If you embed a chart in a worksheet, however, the chart will probably obscure some of your data unless you move the chart to a second page in the worksheet. That’s one way to handle printing a chart or the underlying worksheet, but there are other ways that don’t involve changing the layout of your worksheets.
Click a chart in your worksheet to print it by itself on a page
To print a chart
1. Select the chart.
2. Press Ctrl+P.
3. Verify that the Print Selected Chart option is selected.
4. Click the Print button.
Skills review
In this chapter, you learned how to:
Add headers and footers to printed pages
Prepare worksheets for printing
Print worksheets
Print parts of worksheets
Print charts
Practice tasks
The practice files for these tasks are located in the Excel2016SBS\Ch11 folder. You can save the results of the tasks in the same folder.
Add headers and footers to printed pages
Open the AddHeaders workbook in Excel, and then perform the following tasks:
1. Enter the text Q1 2016 in the center section of the header, and press Enter.
2. Add a code to display the name of the current file, followed by a comma and a space, and then add a control to display the current date.
3. Create separate headers for odd and even pages.
4. In the middle section of the footer, add the ConsolidatedMessenger.png file, and then click any worksheet cell above the footer to view what the image looks like in the footer.
5. Edit the image so it is 80 percent of its original size.
6. Change the margins for both the header and footer so they are 0.5 inches high.
Prepare worksheets for printing
Open the PrepareWorksheets workbook in Excel, and then perform the following tasks:
1. Change the orientation of the JanFeb worksheet to Landscape.
2. Change the scale of the JanFeb worksheet to 80 percent.
3. On the JanFeb worksheet, set a horizontal page break above row 38.
4. Set the margins of the MarJun worksheet to the Wide preset values.
5. For the MarJun worksheet, change the page print order to Over, then down.
Print worksheets
Open the PrintWorksheets workbook in Excel, and then perform the following tasks:
1. Configure the worksheet so cell errors are displayed as blank cells.
2. Select the Summary and Northwind sheets, and display them on the Print page of the Backstage view.
3. If you want, click the Print button to print your worksheets on the local printer.
Print parts of worksheets
Open the PrintParts workbook in Excel, and then perform the following tasks:
1. Set the print titles of the worksheet so that columns A and B are repeated at the left edge of each printed page.

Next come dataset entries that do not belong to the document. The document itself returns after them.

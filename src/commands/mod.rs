//! Subcommand implementations.

pub mod check;
pub mod completions;
pub mod detect;
pub mod summary;
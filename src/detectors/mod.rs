//! Built-in detectors, one per detection domain.

mod ci;
mod cloud;
mod container;
mod mode;
mod os;
mod privilege;
mod runtime;

pub use ci::{CiDetector, CiInfo, CiProvider};
pub use cloud::{CloudDetector, CloudInfo, CloudProvider};
pub use container::{
    looks_like_pod_hostname, parse_os_release_name, parse_wsl_version, ContainerDetector,
    ContainerInfo, ContainerType, WslInfo,
};
pub use mode::{EnvironmentMode, ModeDetector, ModeInfo, DEFAULT_MODE_VARIABLE};
pub use os::{OsDetector, OsInfo, OsType};
pub use privilege::{PrivilegeDetector, PrivilegeInfo};
pub use runtime::{RuntimeDetector, RuntimeInfo};

use std::sync::OnceLock;

use regex::Regex;

/// First `major.minor.patch` triad found in `text`.
pub fn parse_version_triad(text: &str) -> Option<(u32, u32, u32)> {
    static TRIAD: OnceLock<Regex> = OnceLock::new();
    let re = TRIAD.get_or_init(|| Regex::new(r"(\d+)\.(\d+)\.(\d+)").expect("valid regex"));

    let caps = re.captures(text)?;
    let part = |i: usize| caps.get(i)?.as_str().parse::<u32>().ok();
    Some((part(1)?, part(2)?, part(3)?))
}
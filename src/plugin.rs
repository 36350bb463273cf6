//! Plugin lifecycle: installing bundles of detectors into a registry.
//!
//! A [`Plugin`] contributes detectors plus optional install/uninstall hooks.
//! [`PluginHost`] runs the hooks, keeps the registry in sync and broadcasts
//! [`PluginEvent`]s to subscribers.
//!
//! Hooks run before the registry is touched, so a failing install leaves
//! nothing behind and a failing uninstall leaves the plugin fully in place.
//! Each detector name belongs to at most one installed plugin.

use std::collections::BTreeMap;
use std::sync::{mpsc, Arc, Mutex, MutexGuard};

use serde::Serialize;
use tracing::{debug, info, warn};

use crate::detector::DynamicDetector;
use crate::error::PluginError;
use crate::registry::DetectorRegistry;

/// Outcome of a plugin lifecycle hook.
pub type HookResult = std::result::Result<(), Box<dyn std::error::Error + Send + Sync>>;

/// A bundle of detectors with optional lifecycle hooks.
pub trait Plugin: Send + Sync {
    /// Unique plugin name.
    fn name(&self) -> &str;

    /// Detectors registered while the plugin is installed.
    fn detectors(&self) -> Vec<Arc<dyn DynamicDetector>>;

    /// Called before the detectors are registered.
    fn install(&self) -> HookResult {
        Ok(())
    }

    /// Called before the detectors are unregistered.
    fn uninstall(&self) -> HookResult {
        Ok(())
    }
}

/// Lifecycle stage a plugin error happened in.
#[derive(Debug, Clone, Copy, PartialEq, Eq, Serialize)]
#[serde(rename_all = "lowercase")]
pub enum PluginPhase {
    Install,
    Uninstall,
}

/// Lifecycle notifications emitted by [`PluginHost`].
#[derive(Debug, Clone, PartialEq, Eq, Serialize)]
#[serde(tag = "event", rename_all = "snake_case")]
pub enum PluginEvent {
    Installed {
        plugin: String,
        detectors: Vec<String>,
    },
    Removed {
        plugin: String,
    },
    Error {
        plugin: String,
        phase: PluginPhase,
        message: String,
    },
}

/// An installed plugin and the detector names it registered.
struct Installed {
    plugin: Arc<dyn Plugin>,
    detectors: Vec<String>,
}

/// Installs and removes plugins against a shared [`DetectorRegistry`].
///
/// The plugin table is never locked while a hook runs, so hooks may call
/// back into the host.
pub struct PluginHost {
    registry: Arc<DetectorRegistry>,
    plugins: Mutex<BTreeMap<String, Installed>>,
    subscribers: Mutex<Vec<mpsc::Sender<PluginEvent>>>,
}

impl PluginHost {
    pub fn new(registry: Arc<DetectorRegistry>) -> Self {
        Self {
            registry,
            plugins: Mutex::new(BTreeMap::new()),
            subscribers: Mutex::new(Vec::new()),
        }
    }

    pub fn registry(&self) -> &Arc<DetectorRegistry> {
        &self.registry
    }

    /// Receive every lifecycle event emitted from now on.
    pub fn subscribe(&self) -> mpsc::Receiver<PluginEvent> {
        let (tx, rx) = mpsc::channel();
        self.subscribers
            .lock()
            .unwrap_or_else(|e| e.into_inner())
            .push(tx);
        rx
    }

    pub fn install(&self, plugin: Arc<dyn Plugin>) -> Result<(), PluginError> {
        let name = plugin.name().to_string();
        let detectors = plugin.detectors();
        let names: Vec<String> = detectors.iter().map(|d| d.name().to_string()).collect();

        Self::check_installable(&self.plugins(), &name, &names)?;

        if let Err(e) = plugin.install() {
            warn!(plugin = %name, error = %e, "plugin install hook failed");
            self.emit(PluginEvent::Error {
                plugin: name.clone(),
                phase: PluginPhase::Install,
                message: e.to_string(),
            });
            return Err(PluginError::InstallFailed {
                plugin: name,
                reason: e.to_string(),
            });
        }

        let mut plugins = self.plugins();
        // The hook ran unlocked; another install may have landed meanwhile.
        Self::check_installable(&plugins, &name, &names)?;
        for detector in detectors {
            debug!(plugin = %name, detector = detector.name(), "registering detector");
            self.registry.register(detector);
        }
        plugins.insert(
            name.clone(),
            Installed {
                plugin,
                detectors: names.clone(),
            },
        );
        drop(plugins);

        info!(plugin = %name, "plugin installed");
        self.emit(PluginEvent::Installed {
            plugin: name,
            detectors: names,
        });
        Ok(())
    }

    pub fn uninstall(&self, name: &str) -> Result<(), PluginError> {
        let plugin = self
            .plugins()
            .get(name)
            .map(|installed| Arc::clone(&installed.plugin))
            .ok_or_else(|| PluginError::NotInstalled(name.to_string()))?;

        if let Err(e) = plugin.uninstall() {
            warn!(plugin = %name, error = %e, "plugin uninstall hook failed");
            self.emit(PluginEvent::Error {
                plugin: name.to_string(),
                phase: PluginPhase::Uninstall,
                message: e.to_string(),
            });
            return Err(PluginError::UninstallFailed {
                plugin: name.to_string(),
                reason: e.to_string(),
            });
        }

        let removed = self
            .plugins()
            .remove(name)
            .ok_or_else(|| PluginError::NotInstalled(name.to_string()))?;
        for detector in &removed.detectors {
            self.registry.unregister(detector);
        }

        info!(plugin = %name, "plugin removed");
        self.emit(PluginEvent::Removed {
            plugin: name.to_string(),
        });
        Ok(())
    }

    /// Names of installed plugins, sorted.
    pub fn installed(&self) -> Vec<String> {
        self.plugins().keys().cloned().collect()
    }

    fn plugins(&self) -> MutexGuard<'_, BTreeMap<String, Installed>> {
        self.plugins.lock().unwrap_or_else(|e| e.into_inner())
    }

    /// Reject a plugin whose name or detector names are already taken by
    /// an installed plugin.
    fn check_installable(
        plugins: &BTreeMap<String, Installed>,
        name: &str,
        detectors: &[String],
    ) -> Result<(), PluginError> {
        if plugins.contains_key(name) {
            return Err(PluginError::AlreadyInstalled(name.to_string()));
        }
        for (owner, installed) in plugins {
            if let Some(detector) = detectors.iter().find(|d| installed.detectors.contains(d)) {
                return Err(PluginError::DetectorConflict {
                    plugin: name.to_string(),
                    detector: detector.clone(),
                    owner: owner.clone(),
                });
            }
        }
        Ok(())
    }

    fn emit(&self, event: PluginEvent) {
        let mut subscribers = self.subscribers.lock().unwrap_or_else(|e| e.into_inner());
        subscribers.retain(|tx| tx.send(event.clone()).is_ok());
    }
}

impl std::fmt::Debug for PluginHost {
    fn fmt(&self, f: &mut std::fmt::Formatter<'_>) -> std::fmt::Result {
        f.debug_struct("PluginHost")
            .field("installed", &self.installed())
            .field("registry", &self.registry)
            .finish()
    }
}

2. Change the printer properties so Excel will print only pages 1 and 2 of the worksheet.
3. Scale the worksheet so its columns will fit on one page when printed, and preview what the worksheet will look like when printed.
4. Define a multiregion print area including cells A1:E8 and A38:E45.
5. Center the regions on the printed page.
6. Clear the print area you created.
Print charts
Open the PrintCharts workbook in Excel, and then perform the following tasks:
1. Select the revenue chart.
2. Continue as if you are going to print the revenue chart, and then change the settings on the Print page of the Backstage view to print the entire worksheet.